_EXTRACTED DATA:_
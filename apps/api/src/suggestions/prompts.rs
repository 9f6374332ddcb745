// Prompt constants and builders for the AI suggestion endpoints.
// Reuses cross-cutting fragments from llm_client::prompts.

use serde_json::Value;

use crate::llm_client::prompts::{or_not_specified, pretty_json};

/// System prompt for resume review and section feedback.
pub const REVIEW_SYSTEM: &str =
    "You are an expert resume writer and career coach with 15+ years of experience. \
    Provide practical, actionable advice that will help job seekers improve their resumes \
    and increase their chances of getting interviews. \
    Be specific, constructive, and encouraging.";

/// System prompt for drafting content for a single resume field.
pub const CONTENT_SYSTEM: &str =
    "You are an expert resume writer. \
    Provide specific, actionable content suggestions that will help job seekers create \
    compelling resume sections. \
    Be concise, professional, and industry-appropriate.";

/// System prompt for tailoring a resume to a job description.
pub const JOB_ANALYSIS_SYSTEM: &str =
    "You are an expert career coach and resume writer. \
    Provide specific, actionable advice for tailoring resumes to specific job descriptions. \
    Focus on practical steps that will increase interview chances.";

pub const REVIEW_MAX_TOKENS: u32 = 1000;
pub const CONTENT_MAX_TOKENS: u32 = 500;
pub const JOB_ANALYSIS_MAX_TOKENS: u32 = 800;
pub const TEMPERATURE: f32 = 0.7;

pub fn question_prompt(question: &str, resume: &Value) -> String {
    format!(
        "As a professional resume writer and career coach, please help with this specific \
question about a resume: \"{question}\"

Resume Information:
{resume}

Please provide a detailed, actionable response that would help improve this resume.",
        resume = pretty_json(resume),
    )
}

/// Feedback on one section. A section the document lacks is sent as `null`.
pub fn section_prompt(section: &str, resume: &Value) -> String {
    let section_data = resume.get(section).cloned().unwrap_or(Value::Null);
    format!(
        "As a professional resume writer, please analyze this {section} section and provide \
specific suggestions for improvement:

{section} Section:
{data}

Please provide:
1. 3-5 specific improvement suggestions
2. Examples of better wording or phrasing
3. Industry best practices for this section
4. Any red flags or areas of concern",
        data = pretty_json(&section_data),
    )
}

pub fn review_prompt(resume: &Value) -> String {
    format!(
        "As a professional resume writer and career coach, please provide a comprehensive \
review of this resume:

Resume Data:
{resume}

Please provide:
1. Overall strengths and weaknesses
2. Specific improvement suggestions for each section
3. Industry best practices recommendations
4. ATS (Applicant Tracking System) optimization tips
5. Professional formatting suggestions",
        resume = pretty_json(resume),
    )
}

/// Field-specific drafting prompt. `summary`, `experience` and `skills` have
/// dedicated instructions; any other field gets the generic one.
pub fn content_prompt(
    field: &str,
    context: &str,
    job_title: Option<&str>,
    industry: Option<&str>,
) -> String {
    let facts = format!(
        "Context: {context}\nJob Title: {}\nIndustry: {}",
        or_not_specified(job_title),
        or_not_specified(industry),
    );

    match field {
        "summary" => format!(
            "Write a compelling professional summary for a resume.

{facts}

Requirements:
- 2-3 sentences maximum
- Professional and confident tone
- Highlight key achievements and skills
- Tailored to the target role
- ATS-friendly language"
        ),
        "experience" => format!(
            "Write 2-3 compelling bullet points for a work experience entry on a resume.

{facts}

Requirements:
- Start with strong action verbs
- Include quantifiable achievements when possible
- Focus on impact and results
- Use industry-specific keywords
- Keep each bullet point concise (1-2 lines)"
        ),
        "skills" => format!(
            "Suggest relevant skills for a resume based on the context.

{facts}

Please provide:
1. 5-8 technical skills
2. 3-5 soft skills
3. Industry-specific keywords
4. ATS-friendly skill descriptions"
        ),
        other => format!(
            "Provide content suggestions for the \"{other}\" section of a resume.

{facts}

Please provide professional, compelling content that would be appropriate for this resume section."
        ),
    }
}

pub fn job_analysis_prompt(job_description: &str, resume: Option<&Value>) -> String {
    let resume = resume
        .map(pretty_json)
        .unwrap_or_else(|| "Not provided".to_string());
    format!(
        "As a career coach and resume expert, please analyze this job description and provide \
specific recommendations for tailoring a resume to this position.

Job Description:
{job_description}

Resume Data (if provided):
{resume}

Please provide:
1. Key skills and qualifications to highlight
2. Keywords to include for ATS optimization
3. Specific achievements or experiences to emphasize
4. Areas where the resume could be improved to match this role
5. Suggested modifications for better alignment
6. Industry-specific insights"
    )
}

#[cfg(test)]
mod tests {
    use super::*;
    use serde_json::json;

    #[test]
    fn test_section_prompt_embeds_only_that_section() {
        let resume = json!({"skills": [{"name": "Rust"}], "projects": [{"name": "Secret"}]});
        let prompt = section_prompt("skills", &resume);
        assert!(prompt.contains("analyze this skills section"));
        assert!(prompt.contains("Rust"));
        assert!(!prompt.contains("Secret"));
    }

    #[test]
    fn test_section_prompt_missing_section_is_null() {
        let prompt = section_prompt("awards", &json!({}));
        assert!(prompt.contains("awards Section:\nnull"));
    }

    #[test]
    fn test_content_prompt_defaults_missing_inputs() {
        let prompt = content_prompt("summary", "Backend engineer", None, Some(" "));
        assert!(prompt.contains("Job Title: Not specified"));
        assert!(prompt.contains("Industry: Not specified"));
        assert!(prompt.contains("professional summary"));
    }

    #[test]
    fn test_content_prompt_generic_field() {
        let prompt = content_prompt("awards", "Won things", Some("SRE"), None);
        assert!(prompt.contains("the \"awards\" section"));
        assert!(prompt.contains("Job Title: SRE"));
    }

    #[test]
    fn test_job_analysis_prompt_without_resume() {
        let prompt = job_analysis_prompt("Rust engineer wanted", None);
        assert!(prompt.contains("Rust engineer wanted"));
        assert!(prompt.contains("Resume Data (if provided):\nNot provided"));
    }
}
use std::sync::Arc;
use std::time::Duration;

use crate::llm_client::CompletionService;
use crate::render::PageGeometry;
use crate::resumes::ResumeStore;

/// Shared application state injected into all route handlers via Axum extractors.
#[derive(Clone)]
pub struct AppState {
    /// Pluggable resume store. Default: PgResumeStore.
    pub store: Arc<dyn ResumeStore>,
    /// Pluggable completion service. `LlmClient` when OPENAI_API_KEY is set,
    /// `DisabledCompletions` otherwise.
    pub completions: Arc<dyn CompletionService>,
    /// Page size and margins for PDF export. A4 with 50pt margins.
    pub page_geometry: PageGeometry,
    /// Upper bound on a single PDF render.
    pub render_timeout: Duration,
}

_EXERCISE OBJECTIVE:_ Your reply should consist of one number: how many lines in the entries contain the string "tailoring".

_EXERCISE ANSWER:_ 3